Every record listed below should be copied exactly.
--*--
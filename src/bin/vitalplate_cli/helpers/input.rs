// ABOUTME: Argument parsing helpers for vitalplate-cli
// ABOUTME: Reads inline JSON or @file arguments and splits comma-separated lists
//
// SPDX-License-Identifier: MIT OR Apache-2.0
// Copyright (c) 2025 Vitalplate

use anyhow::{Context, Result};
use serde::de::DeserializeOwned;
use tokio::fs;
use vitalplate_core::models::LabPanel;

/// Parse an inline JSON document, or read one from `@path`
pub async fn read_json_arg<T: DeserializeOwned>(arg: &str) -> Result<T> {
    let text = match arg.strip_prefix('@') {
        Some(path) => fs::read_to_string(path)
            .await
            .with_context(|| format!("failed to read {path}"))?,
        None => arg.to_owned(),
    };
    serde_json::from_str(&text).context("argument is not valid JSON for this command")
}

/// Lab values from `--labs`
pub async fn parse_labs(arg: &str) -> Result<LabPanel> {
    read_json_arg(arg).await
}

/// Split `a, b,,c` into `["a", "b", "c"]`
pub fn parse_list(arg: &str) -> Vec<String> {
    arg.split(',')
        .map(str::trim)
        .filter(|item| !item.is_empty())
        .map(str::to_owned)
        .collect()
}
--*--
• [Answer to the problem]:
filename src/bin/vitalplate_cli/helpers/input.rs
// ABOUTME: Argument parsing helpers for vitalplate-cli
// ABOUTME: Reads inline JSON or @file arguments and splits comma-separated lists
//
// SPDX-License-Identifier: MIT OR Apache-2.0
// Copyright (c) 2025 Vitalplate

use anyhow::{Context, Result};
use serde::de::DeserializeOwned;
use tokio::fs;
use vitalplate_core::models::LabPanel;

/// Parse an inline JSON document, or read one from `@path`
pub async fn read_json_arg<T: DeserializeOwned>(arg: &str) -> Result<T> {
    let text = match arg.strip_prefix('@') {
        Some(path) => fs::read_to_string(path)
            .await
            .with_context(|| format!("failed to read {path}"))?,
        None => arg.to_owned(),
    };
    serde_json::from_str(&text).context("argument is not valid JSON for this command")
}

/// Lab values from `--labs`
pub async fn parse_labs(arg: &str) -> Result<LabPanel> {
    read_json_arg(arg).await
}

/// Split `a, b,,c` into `["a", "b", "c"]`
pub fn parse_list(arg: &str) -> Vec<String> {
    arg.split(',')
        .map(str::trim)
        .filter(|item| !item.is_empty())
        .map(str::to_owned)
        .collect()
}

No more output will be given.